Goods are physical, tangible objects, natural or manufactured that have a price in the market such as food, clothing, land or machines. Services are intangible activities provided by another person such as a hairdresser, doctor or dentist.
What is SCARCITY?
the problem of limited resources being available to satisfy unlimited wants.
What are ECONOMIC RESOURCES?
The inputs required by the producer to complete the production process. These resources are land, labour, capital and enterprise.
What is SOLE PROPRIETORSHIP?
the owner being in direct control of all elements and is legally accountable for the finances of the business. The business is owned by one person; keeping all profits for themselves and making all decisions about the running of the business.
What is the PROFIT?
revenue-expenses. the revenue earned by the business over a period of time, less expenses incurred in eating that revenue.
What is BUSINESS ETHICS?
the moral guidelines and principles a business should follow to promote just behaviour and practises.

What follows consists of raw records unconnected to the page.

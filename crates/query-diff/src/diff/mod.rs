//! Compares a query with the store and computes the queries fetching what's missing.
//!
//! The query is walked depth-first in lock-step with the records it reads. Missing data bubbles
//! up until it reaches a record which can be refetched on its own: the root, an item of a list
//! or the node of an edge with a server identifier. Connections add their own refetches: a
//! `find` per edge missing edge fields and an extension of the window when some edges aren't
//! cached.

mod connection;
mod outcome;

use std::sync::Arc;

use self::outcome::{Outcome, union};
use crate::{
    DiagnosticSink, DiffConfig, QueryRoot, QueryTracker, RecordId, RecordStore, Schema,
    error::{DiffError, StoreError},
    query::{Field, FieldKind, Fragment, Selection},
    reconstruct::{QueryPath, Reconstructor},
    store::RecordState,
};

/// Computes the roots to fetch so that the store can answer `root`.
///
/// The remaining part of `root` itself comes first, if anything is missing from it, followed by
/// the roots split off in traversal order. An empty list means the store has everything.
/// Data which cannot be refetched is reported to `diagnostics` and left out.
#[tracing::instrument(skip_all, fields(root = %root.field().response_key()))]
pub fn diff_query(
    root: &QueryRoot,
    store: &RecordStore,
    tracker: &mut QueryTracker,
    diagnostics: &mut dyn DiagnosticSink,
) -> Result<Vec<QueryRoot>, DiffError> {
    let mut differ = Differ {
        schema: root.schema(),
        config: root.schema().config(),
        store,
        tracker,
        diagnostics,
        reconstructor: Reconstructor::new(root),
        split_roots: Vec::new(),
    };

    let node = Selection::Field(root.field().clone());
    let missing = match root.identifying_argument() {
        Some(id) => differ.diff_linked_record(&node, &RecordId::new(id), Some(QueryPath::root().push(&node)))?,
        None => differ.diff_field(&RecordId::root(), &node, root.field(), Some(&QueryPath::root()))?,
    };

    let mut roots = Vec::with_capacity(differ.split_roots.len() + 1);
    if let Some(Selection::Field(field)) = missing {
        roots.push(root.with_field(field));
    }
    roots.extend(differ.split_roots);

    tracing::debug!("{} queries needed", roots.len());

    Ok(roots)
}

struct Differ<'a> {
    schema: &'a Schema,
    config: &'a DiffConfig,
    store: &'a RecordStore,
    tracker: &'a mut QueryTracker,
    diagnostics: &'a mut dyn DiagnosticSink,
    reconstructor: Reconstructor<'a>,
    split_roots: Vec<QueryRoot>,
}

impl Differ<'_> {
    /// The part of `node`, a field leading to record `id`, which is missing.
    fn diff_linked_record(
        &mut self,
        node: &Selection,
        id: &RecordId,
        path: Option<QueryPath>,
    ) -> Result<Option<Selection>, DiffError> {
        match self.store.record_state(id) {
            RecordState::Unknown => Ok(Some(node.clone())),
            RecordState::Nonexistent => Ok(None),
            RecordState::Present => {
                self.tracker.track_node_for_id(id, node);
                let missing = self.diff_selections(id, node.selections(), path.as_ref())?;
                Ok(Outcome::from_missing(node, missing).into_selection(node))
            }
        }
    }

    /// Missing selections of a present record.
    fn diff_selections(
        &mut self,
        record: &RecordId,
        selections: &[Selection],
        path: Option<&QueryPath>,
    ) -> Result<Vec<Selection>, DiffError> {
        let mut missing = Vec::new();

        for selection in selections {
            let diff = match selection {
                Selection::Field(field) => self.diff_field(record, selection, field, path)?,
                Selection::Fragment(fragment) => self.diff_fragment(record, selection, fragment, path)?,
            };
            missing.extend(diff);
        }

        Ok(missing)
    }

    fn diff_fragment(
        &mut self,
        record: &RecordId,
        node: &Selection,
        fragment: &Fragment,
        path: Option<&QueryPath>,
    ) -> Result<Option<Selection>, DiffError> {
        if !self.fragment_applies(record, fragment) {
            return Ok(None);
        }

        let path = path.map(|path| path.push(node));
        let missing = self.diff_selections(record, &fragment.selections, path.as_ref())?;

        Ok(Outcome::from_missing(node, missing).into_selection(node))
    }

    fn diff_field(
        &mut self,
        record: &RecordId,
        node: &Selection,
        field: &Arc<Field>,
        path: Option<&QueryPath>,
    ) -> Result<Option<Selection>, DiffError> {
        if field.generated {
            return Ok(None);
        }

        let storage_key = field.storage_key();

        match field.kind {
            FieldKind::Scalar => Ok((!self.has_scalar(record, &storage_key)).then(|| node.clone())),
            FieldKind::Linked => {
                if !self.store.has_field(record, &storage_key) {
                    return Ok(Some(node.clone()));
                }
                let Some(linked) = self.read(self.store.linked_record_id(record, &storage_key))? else {
                    return Ok(Some(node.clone()));
                };
                let Some(linked) = linked else {
                    return Ok(None);
                };

                let path = if linked.is_client_id() {
                    path.map(|path| path.push(node))
                } else {
                    Some(QueryPath::node(&linked, &field.type_name))
                };

                self.diff_linked_record(node, &linked, path)
            }
            FieldKind::Plural => self.diff_plural(record, node, field, &storage_key),
            FieldKind::Connection { .. } => self.diff_connection(record, node, field, &storage_key, path),
        }
    }

    fn diff_plural(
        &mut self,
        record: &RecordId,
        node: &Selection,
        field: &Field,
        storage_key: &str,
    ) -> Result<Option<Selection>, DiffError> {
        if !self.store.has_field(record, storage_key) {
            return Ok(Some(node.clone()));
        }
        let Some(items) = self.read(self.store.linked_record_ids(record, storage_key))? else {
            return Ok(Some(node.clone()));
        };

        let mut missing = Vec::new();

        for item in items.unwrap_or_default() {
            let item_missing = match self.store.record_state(&item) {
                RecordState::Unknown => field.selections.clone(),
                RecordState::Nonexistent => continue,
                RecordState::Present => {
                    self.tracker.track_node_for_id(&item, node);
                    let path = (!item.is_client_id()).then(|| QueryPath::node(&item, &field.type_name));
                    self.diff_selections(&item, &field.selections, path.as_ref())?
                }
            };

            if item_missing.is_empty() {
                continue;
            }

            if item.is_client_id() {
                missing = union(&field.selections, missing, item_missing);
            } else {
                self.split_node(&item, &field.type_name, item_missing);
            }
        }

        Ok(Outcome::from_missing(node, missing).into_selection(node))
    }

    /// Emits `node(id: ...)` for data missing on a record with a server identifier.
    fn split_node(&mut self, id: &RecordId, type_name: &str, missing: Vec<Selection>) {
        tracing::debug!("Refetching record '{id}' by identifier");
        let root = self.reconstructor.node_root(id, type_name, missing);
        self.split_roots.push(root);
    }

    fn has_scalar(&self, record: &RecordId, storage_key: &str) -> bool {
        if storage_key == self.config.id_field && !record.is_client_id() {
            return true;
        }
        if storage_key == self.config.typename_field && self.store.typename(record).is_some() {
            return true;
        }

        self.store.has_field(record, storage_key)
    }

    /// A fragment applies unless the record's type is known and doesn't match its condition.
    fn fragment_applies(&self, record: &RecordId, fragment: &Fragment) -> bool {
        match (fragment.type_condition.as_deref(), self.store.typename(record)) {
            (Some(condition), Some(typename)) => self.schema.type_condition_applies(condition, typename),
            _ => true,
        }
    }

    /// Store values of an unexpected shape are a bug: fatal in debug builds, logged and treated
    /// as missing otherwise.
    fn read<T>(&self, result: Result<T, StoreError>) -> Result<Option<T>, DiffError> {
        match result {
            Ok(value) => Ok(Some(value)),
            Err(err) if cfg!(debug_assertions) => Err(err.into()),
            Err(err) => {
                tracing::error!("Treating unreadable data as missing: {err}");
                Ok(None)
            }
        }
    }
}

It provides a basic framework that businesses can choose to follow to gain public acceptance.
What is EQUILIBRIUM PRICE?
contains enough profit to motivate producers to make the product and consumers are willing to spend their money on the product. When the price and quantity is determined, this leads to the most effective use of resources as the quantity produced is likely to be the quantity sold.
What is ECONOMICS?
allocating scarce resources to satisfy unlimited wants. It deals with the production, distribution and consumption of goods and services.
What is the LAW OF DEMAND?
this states that as the price of a product increases, demand for that product decreases and as the price of a product decreases, demand for that product increases. In other words, consumers are more inclined to purchase a product when the price is low.
What are the FACTORS OF DEMAND?
elements that influence customer willingness and ability to pay. These factors are price, income, substitute product, complementary complementary product, preferences and expectations.
What is the LAW OF SUPPLY?
this states that as the price of a product increases, the producers willingness to supply also increases. If the price of a product decreases, the producer is less willing to produce as they re not making as much profit.